Since we had arrived at the Quaker meeting house about 20 minutes before the service, we nosed around in the front room and perused the literature prominently displayed. None of it sounded familiar. The language seemed vague, shadowy to us–suspect. “…that of God in everyone…the Light of the divine…the seed within.” We understood these words individually, but the way the Quakers strung them together, they smacked of the dreaded heresy of our day–NEW AGE. We dashed out of there in search of a proper church with a proper God that we recognized.

Years later, no longer married, no longer “straight,” I felt adrift in my spiritual life. I had just moved back up North from Memphis, TN. After two years of coming out and attending a warm (though not completely affirming) Episcopal church, I wanted to find a place of worship in my new home of Hartford, CT. I tried the Episcopal churches in the area, but although they were effusively welcoming of gays, I perpetually felt underdressed among the posh and well-groomed New England Episcopalians. Also, the churches I visited felt dry, stuffy, and conservative in the restrained way the priests and their staff conducted business.

I had begun work as an infusion teacher at the Watkinson School, the first job in which I was openly gay, and a place where the administration encouraged my creativity as I worked with both teachers and students to infuse the 9th grade with innovative, and hopefully effective, teaching and learning strategies and techniques. Through working with students like Daniel, May, and John and collaborating with teachers like Christina, Jen, and Steve, I felt the sludge in my brain begin to loosen up as critical thinking and fresh ideas began to flow.

Since a co-worker, Diane worked in the Middle School, I did not have too much interaction with her. I heard rumors that she was openly Quaker. This intrigued me. I never met an actual Quaker, and here was one among us in this progressive private school. I learned that David, an Upper School history teacher was also a practicing Quaker. After interrogating Diane to find out what actually happens in a Quaker meeting, I decided I to visit.

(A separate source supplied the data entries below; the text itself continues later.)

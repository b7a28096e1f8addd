//! Reducer - pure function: (state, action) -> DispatchResult
//!
//! The three forecast transitions are total and state-independent: no
//! action is rejected based on the current state, and replaying the same
//! action against the same state produces the same next state. That is what
//! lets the push channel and the pull request share one code path -
//! `ForecastDidLoad` is handled identically whether or not a
//! `ForecastFetch` preceded it.

use crate::action::Action;
use crate::effect::{DispatchResult, Effect};
use crate::state::ForecastState;

pub fn reduce(state: &mut ForecastState, action: Action) -> DispatchResult {
    match action {
        // ===== Forecast actions =====
        Action::ForecastFetch => {
            state.fetching = true;
            state.error = None;
            DispatchResult::changed_with(Effect::FetchForecast)
        }

        Action::ForecastDidLoad { entries, received } => {
            state.fetching = false;
            state.entries = entries;
            state.error = None;
            state.last_refreshed = Some(received);
            DispatchResult::changed()
        }

        Action::ForecastDidError(message) => {
            state.fetching = false;
            state.error = Some(message);
            // Entries stay as they were: stale data beats no data.
            DispatchResult::changed()
        }

        // ===== UI actions =====
        Action::UiToggleUnits => {
            state.unit = state.unit.toggle();
            DispatchResult::changed()
        }

        // ===== Global actions =====
        Action::Tick => {
            state.tick_count = state.tick_count.wrapping_add(1);
            if state.fetching {
                // Spinner frame advanced.
                DispatchResult::changed()
            } else {
                DispatchResult::unchanged()
            }
        }

        Action::Quit => {
            // Quit is handled by the runtime loop, not here.
            DispatchResult::unchanged()
        }
    }
}
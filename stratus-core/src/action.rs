//! Actions - every state mutation flows through one of these
//!
//! Naming convention: category prefix, with `Did` marking an async result.
//! `ForecastFetch` is the intent; `ForecastDidLoad`/`ForecastDidError` are
//! the two ways it resolves. `ForecastDidLoad` also arrives unsolicited from
//! the push channel - the reducer treats both origins identically.

use chrono::{DateTime, Local};

use crate::model::ForecastEntry;

#[derive(Clone, Debug, PartialEq)]
pub enum Action {
    // ===== Forecast category =====
    /// Intent: request a forecast fetch (the reducer emits the effect).
    ForecastFetch,

    /// Result: a forecast arrived, from the pull request or a push.
    ///
    /// `received` is stamped where the entries crossed the gateway boundary
    /// so the reducer stays a pure function of (state, action).
    ForecastDidLoad {
        entries: Vec<ForecastEntry>,
        received: DateTime<Local>,
    },

    /// Result: the fetch failed; the message is all the shell keeps.
    ForecastDidError(String),

    // ===== UI category =====
    /// Toggle between Celsius and Fahrenheit.
    UiToggleUnits,

    // ===== Uncategorized (global) =====
    /// Periodic tick for the loading animation.
    Tick,

    /// Exit the application.
    Quit,
}

impl Action {
    /// Action name for dispatch logging.
    pub fn name(&self) -> &'static str {
        match self {
            Action::ForecastFetch => "ForecastFetch",
            Action::ForecastDidLoad { .. } => "ForecastDidLoad",
            Action::ForecastDidError(_) => "ForecastDidError",
            Action::UiToggleUnits => "UiToggleUnits",
            Action::Tick => "Tick",
            Action::Quit => "Quit",
        }
    }

    /// Concise log line instead of full `Debug` output for data-heavy
    /// actions.
    pub fn summary(&self) -> String {
        match self {
            Action::ForecastDidLoad { entries, received } => {
                format!(
                    "ForecastDidLoad {{ entries: {}, received: {} }}",
                    entries.len(),
                    received.format("%x %r")
                )
            }
            Action::ForecastDidError(message) => {
                let short = if message.len() > 40 {
                    format!("{}...", message.chars().take(37).collect::<String>())
                } else {
                    message.clone()
                };
                format!("ForecastDidError({short:?})")
            }
            _ => format!("{self:?}"),
        }
    }
}
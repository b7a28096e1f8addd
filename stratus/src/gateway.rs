//! Backend gateway
//!
//! All backend traffic goes through here: the one-shot forecast fetch and
//! the push channel that redelivers the forecast on a fixed schedule. The
//! rest of the app never sees a URL or an HTTP status; it gets decoded
//! entries or an error string.

use std::time::Duration;

use stratus_core::ForecastEntry;
use tokio::sync::mpsc;
use tokio_stream::wrappers::ReceiverStream;
use tracing::{debug, warn};

#[derive(Debug)]
pub enum GatewayError {
    Request(reqwest::Error),
}

impl std::fmt::Display for GatewayError {
    fn fmt(&self, f: &mut std::fmt::Formatter<'_>) -> std::fmt::Result {
        match self {
            GatewayError::Request(e) => write!(f, "forecast request failed: {}", e),
        }
    }
}

impl std::error::Error for GatewayError {
    fn source(&self) -> Option<&(dyn std::error::Error + 'static)> {
        match self {
            GatewayError::Request(e) => Some(e),
        }
    }
}

impl From<reqwest::Error> for GatewayError {
    fn from(e: reqwest::Error) -> Self {
        GatewayError::Request(e)
    }
}

#[derive(Clone)]
pub struct Gateway {
    client: reqwest::Client,
    base_url: String,
}

impl Gateway {
    pub fn new(base_url: impl Into<String>) -> Self {
        Self {
            client: reqwest::Client::new(),
            base_url: base_url.into(),
        }
    }

    fn endpoint(&self) -> String {
        format!("{}/forecast", self.base_url.trim_end_matches('/'))
    }

    /// Fetch the current forecast once.
    ///
    /// A non-2xx status is an error; entry order is whatever the backend
    /// sent.
    pub async fn fetch_forecast(&self) -> Result<Vec<ForecastEntry>, GatewayError> {
        let url = self.endpoint();
        debug!(%url, "fetching forecast");

        let entries = self
            .client
            .get(&url)
            .send()
            .await?
            .error_for_status()?
            .json::<Vec<ForecastEntry>>()
            .await?;

        debug!(count = entries.len(), "forecast fetched");
        Ok(entries)
    }

    /// Open the push channel: a stream of unsolicited forecast deliveries.
    ///
    /// Each delivery is a full forecast, same shape as a pull. A failed
    /// delivery is logged and skipped; the schedule keeps going. The
    /// producer task stops when the stream is dropped.
    pub fn refresh_stream(&self, every: Duration) -> ReceiverStream<Vec<ForecastEntry>> {
        let (tx, rx) = mpsc::channel(1);
        let gateway = self.clone();

        tokio::spawn(async move {
            let mut interval = tokio::time::interval(every);
            // Skip the first immediate tick; the initial fetch is the
            // shell's job.
            interval.tick().await;

            loop {
                interval.tick().await;
                match gateway.fetch_forecast().await {
                    Ok(entries) => {
                        if tx.send(entries).await.is_err() {
                            break;
                        }
                    }
                    Err(e) => {
                        warn!(error = %e, "refresh push skipped");
                    }
                }
            }
        });

        ReceiverStream::new(rx)
    }
}
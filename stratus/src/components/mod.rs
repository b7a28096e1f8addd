//! UI components
//!
//! Components are pure: props carry everything they read, `handle_event`
//! returns actions without touching state, and `render` draws from props
//! alone. The panel owns the frame chrome and delegates to the entry list
//! and the help bar.

use ratatui::layout::Rect;
use ratatui::Frame;

use crate::events::EventKind;
use stratus_core::Action;

pub mod entry_list;
pub mod forecast_panel;
pub mod help_bar;

pub use entry_list::{EntryList, EntryListProps};
pub use forecast_panel::{ForecastPanel, ForecastPanelProps, SPINNERS};
pub use help_bar::{HelpBar, HelpBarProps};

pub trait Component {
    /// Read-only data needed for rendering.
    type Props<'a>;

    /// Handle an event and return actions to dispatch. Render-only
    /// components keep the default.
    fn handle_event(&mut self, event: &EventKind, props: Self::Props<'_>) -> Vec<Action> {
        let _ = (event, props);
        Vec::new()
    }

    fn render(&mut self, frame: &mut Frame, area: Rect, props: Self::Props<'_>);
}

A few weeks before terrorists had attacked the USA. I visited lower Manhattan nearly a month after the downing of the World Trade Towers and other buildings. In my early 20’s I worked in the executive dinning room on the 50th floor at the American Express building directly next door to one of the towers. On a Saturday in October 2011 I returned to my old stomping grounds, but nothing looked the same, and the fire still smoldered. Military personnel with guns patrolled. Workmen removed debris and hammered more plywood over building facades as dazed tourists walked around silently. Most businesses were closed. Everything was covered in grey ash. The scenes I saw that day in New York mirrored the emotional state of the country at the time. Citizens were shocked and stunned. Many of us felt terrorized and vulnerable for the first time in our lives.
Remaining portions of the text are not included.